The General Insurance combined ratio was 102.8, reflecting a 3- point increase year over year.
Life and Retirement
Life and Retirement reported an adjusted pre-tax income of $1.03 billion, up 20% year over year on increased contribution from Individual and Group Retirement, and Institutional Markets.
Premiums were $950 million, reflecting a decrease of 4% year over year. Premiums and deposits increased 4% year over year on Institutional Markets activity, partially offset by lower Fixed and Index Annuities, and Group Retirement deposits.

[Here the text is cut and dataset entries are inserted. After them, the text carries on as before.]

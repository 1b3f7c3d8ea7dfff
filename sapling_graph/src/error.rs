// Copyright 2025 the Sapling Authors
// SPDX-License-Identifier: Apache-2.0 OR MIT

use alloc::string::String;

use thiserror::Error;

use crate::ContextId;

/// Errors from looking up contexts in a [`ViewGraph`](crate::ViewGraph).
#[derive(Debug, Clone, PartialEq, Eq, Error)]
pub enum GraphError {
    /// The context was torn down, or never existed.
    #[error("context {0} is not alive")]
    StaleContext(ContextId),
    /// The context shows a view of another type.
    #[error("context holds a `{found}`, not a `{expected}`")]
    TypeMismatch {
        /// The requested type.
        expected: &'static str,
        /// The type actually mounted.
        found: &'static str,
    },
}

/// Errors from loading resources.
#[derive(Debug, Error)]
pub enum ResourceError {
    /// No resource has that name.
    #[error("resource `{0}` not found")]
    NotFound(String),
    /// The resource exists but could not be read.
    #[error("failed to read resource `{name}`")]
    Io {
        /// The requested name.
        name: String,
        /// The underlying failure.
        #[source]
        source: std::io::Error,
    },
}
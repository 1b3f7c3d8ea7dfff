// Copyright 2025 the Sapling Authors
// SPDX-License-Identifier: Apache-2.0 OR MIT

//! View modifiers.
//!
//! A modifier wraps a single piece of content in a context of its own. Layout
//! modifiers (frames and padding) run a [`Layout`](sapling_layout::Layout)
//! over that content; the rest pass layout through and adjust drawing, the
//! environment, input or the priority reported to the enclosing stack.

use alloc::boxed::Box;
use alloc::rc::Rc;
use core::any::Any;
use core::fmt;

use kurbo::{Insets, Rect, Stroke};
use peniko::Color as Paint;
use sapling_gesture::{AnyGesture, Gesture, GesturePriority};
use sapling_layout::{
    Alignment, EdgeSet, FlexFrameLayout, FlexLength, FrameLayout, PaddingLayout, Subviews,
};

use crate::behavior::{AttachedGesture, NodeContext, ViewBehavior, layout_behavior};
use crate::environment::ForegroundColorKey;
use crate::{Canvas, ContextId, EnvironmentKey, EnvironmentValues, KeyboardEvent, View, ViewRef};

/// Something that can wrap content in a [`ModifiedContent`].
pub trait ViewModifier: Clone + fmt::Debug + 'static {
    /// Builds the behavior for the modifier's context.
    fn make_behavior(&self) -> Box<dyn ViewBehavior>;
}

/// `content` with `modifier` applied.
#[derive(Clone, Debug)]
pub struct ModifiedContent<C, M> {
    /// The wrapped view.
    pub content: C,
    /// The modifier.
    pub modifier: M,
}

impl<C: View + Clone, M: ViewModifier> View for ModifiedContent<C, M> {
    fn child(&self, index: usize) -> Option<ViewRef<'_>> {
        (index == 0).then_some(ViewRef::Borrowed(&self.content))
    }

    fn make_behavior(&self) -> Box<dyn ViewBehavior> {
        self.modifier.make_behavior()
    }

    fn configuration(&self) -> Option<&dyn Any> {
        Some(&self.modifier)
    }
}

impl ViewModifier for FrameLayout {
    fn make_behavior(&self) -> Box<dyn ViewBehavior> {
        layout_behavior(self)
    }
}

impl ViewModifier for FlexFrameLayout {
    fn make_behavior(&self) -> Box<dyn ViewBehavior> {
        layout_behavior(self)
    }
}

impl ViewModifier for PaddingLayout {
    fn make_behavior(&self) -> Box<dyn ViewBehavior> {
        layout_behavior(self)
    }
}

/// Reads the modifier of type `M` out of a [`ModifiedContent`] value.
fn modifier_of<M: 'static>(view: &dyn View) -> Option<&M> {
    view.configuration()?.downcast_ref::<M>()
}

/// Overrides the layout priority the content reports to its stack.
#[derive(Clone, Copy, Debug, PartialEq)]
pub struct LayoutPriority(pub f64);

impl ViewModifier for LayoutPriority {
    fn make_behavior(&self) -> Box<dyn ViewBehavior> {
        Box::new(PriorityBehavior { priority: self.0 })
    }
}

#[derive(Debug)]
struct PriorityBehavior {
    priority: f64,
}

impl ViewBehavior for PriorityBehavior {
    fn update(&mut self, view: &dyn View) {
        if let Some(LayoutPriority(priority)) = modifier_of(view) {
            self.priority = *priority;
        }
    }

    fn layout_priority(&mut self, _: &mut dyn Subviews) -> f64 {
        self.priority
    }
}

/// Sets an environment value for the content and its descendants.
pub struct EnvironmentModifier<K: EnvironmentKey> {
    /// The value to set.
    pub value: K::Value,
}

impl<K: EnvironmentKey> Clone for EnvironmentModifier<K> {
    fn clone(&self) -> Self {
        Self {
            value: self.value.clone(),
        }
    }
}

impl<K: EnvironmentKey> fmt::Debug for EnvironmentModifier<K> {
    fn fmt(&self, f: &mut fmt::Formatter<'_>) -> fmt::Result {
        f.debug_struct("EnvironmentModifier")
            .field("key", &core::any::type_name::<K>())
            .field("value", &self.value)
            .finish()
    }
}

impl<K: EnvironmentKey> ViewModifier for EnvironmentModifier<K> {
    fn make_behavior(&self) -> Box<dyn ViewBehavior> {
        Box::new(EnvironmentBehavior::<K> {
            value: self.value.clone(),
        })
    }
}

struct EnvironmentBehavior<K: EnvironmentKey> {
    value: K::Value,
}

impl<K: EnvironmentKey> fmt::Debug for EnvironmentBehavior<K> {
    fn fmt(&self, f: &mut fmt::Formatter<'_>) -> fmt::Result {
        f.debug_struct("EnvironmentBehavior")
            .field("value", &self.value)
            .finish()
    }
}

impl<K: EnvironmentKey> ViewBehavior for EnvironmentBehavior<K> {
    fn update(&mut self, view: &dyn View) {
        if let Some(modifier) = modifier_of::<EnvironmentModifier<K>>(view) {
            self.value = modifier.value.clone();
        }
    }

    fn modify_environment(&self, environment: &mut EnvironmentValues) {
        environment.set::<K>(self.value.clone());
    }
}

/// Fills the content's frame, behind the content.
#[derive(Clone, Copy, Debug)]
pub struct Background(pub Paint);

impl ViewModifier for Background {
    fn make_behavior(&self) -> Box<dyn ViewBehavior> {
        Box::new(*self)
    }
}

impl ViewBehavior for Background {
    fn update(&mut self, view: &dyn View) {
        if let Some(background) = modifier_of::<Self>(view) {
            *self = *background;
        }
    }

    fn draw(&self, _: &NodeContext<'_>, frame: Rect, canvas: &mut dyn Canvas) {
        canvas.fill_rect(frame, self.0);
    }
}

/// Outlines the content's frame.
///
/// Without an explicit color the outline uses the foreground color.
#[derive(Clone, Copy, Debug)]
pub struct Border {
    /// Outline color.
    pub color: Option<Paint>,
    /// Line width.
    pub width: f64,
}

impl ViewModifier for Border {
    fn make_behavior(&self) -> Box<dyn ViewBehavior> {
        Box::new(*self)
    }
}

impl ViewBehavior for Border {
    fn update(&mut self, view: &dyn View) {
        if let Some(border) = modifier_of::<Self>(view) {
            *self = *border;
        }
    }

    fn draw(&self, cx: &NodeContext<'_>, frame: Rect, canvas: &mut dyn Canvas) {
        let color = self
            .color
            .unwrap_or_else(|| cx.environment.get::<ForegroundColorKey>());
        // Keep the stroke inside the frame.
        let inset = frame.inset(-self.width / 2.0);
        canvas.stroke_rect(inset, &Stroke::new(self.width), color);
    }
}

/// Attaches a gesture to the content.
#[derive(Clone, Debug)]
pub struct GestureModifier {
    attached: AttachedGesture,
}

impl GestureModifier {
    /// Attaches `gesture` with `priority`.
    #[must_use]
    pub fn new(gesture: impl Gesture, priority: GesturePriority) -> Self {
        Self {
            attached: AttachedGesture {
                priority,
                gesture: AnyGesture::<ContextId>::new(gesture),
            },
        }
    }
}

impl ViewModifier for GestureModifier {
    fn make_behavior(&self) -> Box<dyn ViewBehavior> {
        Box::new(GestureBehavior {
            attached: self.attached.clone(),
        })
    }
}

#[derive(Debug)]
struct GestureBehavior {
    attached: AttachedGesture,
}

impl ViewBehavior for GestureBehavior {
    fn update(&mut self, view: &dyn View) {
        if let Some(modifier) = modifier_of::<GestureModifier>(view) {
            self.attached = modifier.attached.clone();
        }
    }

    fn gestures(&self) -> &[AttachedGesture] {
        core::slice::from_ref(&self.attached)
    }
}

/// Handles keys while the content, or a descendant, has focus.
#[derive(Clone)]
pub struct KeyPressModifier {
    handler: Rc<dyn Fn(&KeyboardEvent) -> bool>,
}

impl KeyPressModifier {
    /// Calls `handler` for every key event; it returns `true` to consume.
    #[must_use]
    pub fn new(handler: impl Fn(&KeyboardEvent) -> bool + 'static) -> Self {
        Self {
            handler: Rc::new(handler),
        }
    }
}

impl fmt::Debug for KeyPressModifier {
    fn fmt(&self, f: &mut fmt::Formatter<'_>) -> fmt::Result {
        f.debug_struct("KeyPressModifier").finish_non_exhaustive()
    }
}

impl ViewModifier for KeyPressModifier {
    fn make_behavior(&self) -> Box<dyn ViewBehavior> {
        Box::new(self.clone())
    }
}

impl ViewBehavior for KeyPressModifier {
    fn update(&mut self, view: &dyn View) {
        if let Some(modifier) = modifier_of::<Self>(view) {
            self.handler = Rc::clone(&modifier.handler);
        }
    }

    fn handle_key(&mut self, event: &KeyboardEvent) -> bool {
        (self.handler)(event)
    }
}

/// Modifier methods for every view.
pub trait ViewExt: View + Clone + Sized {
    /// Applies `modifier`.
    fn modifier<M: ViewModifier>(self, modifier: M) -> ModifiedContent<Self, M> {
        ModifiedContent {
            content: self,
            modifier,
        }
    }

    /// A fixed `width` × `height` frame with the content centered.
    fn frame(self, width: f64, height: f64) -> ModifiedContent<Self, FrameLayout> {
        self.modifier(FrameLayout::new(Some(width), Some(height), Alignment::CENTER))
    }

    /// A frame fixing any subset of the dimensions.
    fn frame_aligned(
        self,
        width: Option<f64>,
        height: Option<f64>,
        alignment: Alignment,
    ) -> ModifiedContent<Self, FrameLayout> {
        self.modifier(FrameLayout::new(width, height, alignment))
    }

    /// A frame with minimum, ideal and maximum dimensions.
    fn flex_frame(
        self,
        width: FlexLength,
        height: FlexLength,
        alignment: Alignment,
    ) -> ModifiedContent<Self, FlexFrameLayout> {
        self.modifier(FlexFrameLayout::new(width, height, alignment))
    }

    /// Default padding on every edge.
    fn padding(self) -> ModifiedContent<Self, PaddingLayout> {
        self.modifier(PaddingLayout::default())
    }

    /// `length` of padding on every edge.
    fn padding_length(self, length: f64) -> ModifiedContent<Self, PaddingLayout> {
        self.modifier(PaddingLayout::uniform(length))
    }

    /// Padding on `edges` only; `None` uses the default length.
    fn padding_edges(
        self,
        edges: EdgeSet,
        insets: Option<Insets>,
    ) -> ModifiedContent<Self, PaddingLayout> {
        self.modifier(PaddingLayout::new(edges, insets))
    }

    /// Reports `priority` to the enclosing stack.
    fn layout_priority(self, priority: f64) -> ModifiedContent<Self, LayoutPriority> {
        self.modifier(LayoutPriority(priority))
    }

    /// Sets `K` to `value` for the content.
    fn environment<K: EnvironmentKey>(
        self,
        value: K::Value,
    ) -> ModifiedContent<Self, EnvironmentModifier<K>> {
        self.modifier(EnvironmentModifier::<K> { value })
    }

    /// Sets the foreground color for the content.
    fn foreground_color(
        self,
        color: Paint,
    ) -> ModifiedContent<Self, EnvironmentModifier<ForegroundColorKey>> {
        self.environment::<ForegroundColorKey>(color)
    }

    /// Fills the content's frame behind it.
    fn background(self, color: Paint) -> ModifiedContent<Self, Background> {
        self.modifier(Background(color))
    }

    /// Outlines the content's frame.
    fn border(self, color: Paint, width: f64) -> ModifiedContent<Self, Border> {
        self.modifier(Border {
            color: Some(color),
            width,
        })
    }

    /// Attaches `gesture`, armed in hit-test order.
    fn gesture(self, gesture: impl Gesture) -> ModifiedContent<Self, GestureModifier> {
        self.modifier(GestureModifier::new(gesture, GesturePriority::Normal))
    }

    /// Attaches `gesture` ahead of the gestures of the content.
    fn high_priority_gesture(
        self,
        gesture: impl Gesture,
    ) -> ModifiedContent<Self, GestureModifier> {
        self.modifier(GestureModifier::new(gesture, GesturePriority::High))
    }

    /// Attaches `gesture` alongside, without competing for input types.
    fn simultaneous_gesture(
        self,
        gesture: impl Gesture,
    ) -> ModifiedContent<Self, GestureModifier> {
        self.modifier(GestureModifier::new(gesture, GesturePriority::Simultaneous))
    }

    /// Handles keyboard events while focused.
    fn on_key_press(
        self,
        handler: impl Fn(&KeyboardEvent) -> bool + 'static,
    ) -> ModifiedContent<Self, KeyPressModifier> {
        self.modifier(KeyPressModifier::new(handler))
    }
}

impl<V: View + Clone> ViewExt for V {}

On Oct 26, 2020, AIG announced its intention to separate its Life and Retirement business. Decisions are yet to be taken on the structure of the initial disposition of up to a 19.9% interest in the Life and Retirement business.
Capital Position (Dec 31, 2020)
AIG exited the fourth quarter with cash of $2.8 billion, down 1% from 2019 end.
The company’s long-term debt of $28.1 billion decreased 2.2% sequentially.
Total equity of $67.2 billion slid 0.3% year over year.
Total assets of $586.5 billion increased 11.7% from the level at 2019 end.
How Have Estimates Been Moving Since Then?
In the past month, investors have witnessed a downward trend in estimates review.
VGM Scores
Currently, American International Group has a poor Growth Score of F, however its Momentum Score is doing a bit better with a D. Charting a somewhat similar path, the stock was allocated a grade of C on the value side, putting it in the middle 20% for this investment strategy.
Overall, the stock has an aggregate VGM Score of D. If you aren't focused on one strategy, this score is the one you should be interested in.
Outlook
Estimates have been broadly trending downward for the stock, and the magnitude of these revisions indicates a downward shift. Notably, American International Group has a Zacks Rank #3 (Hold). We expect an in-line return from the stock in the next few months.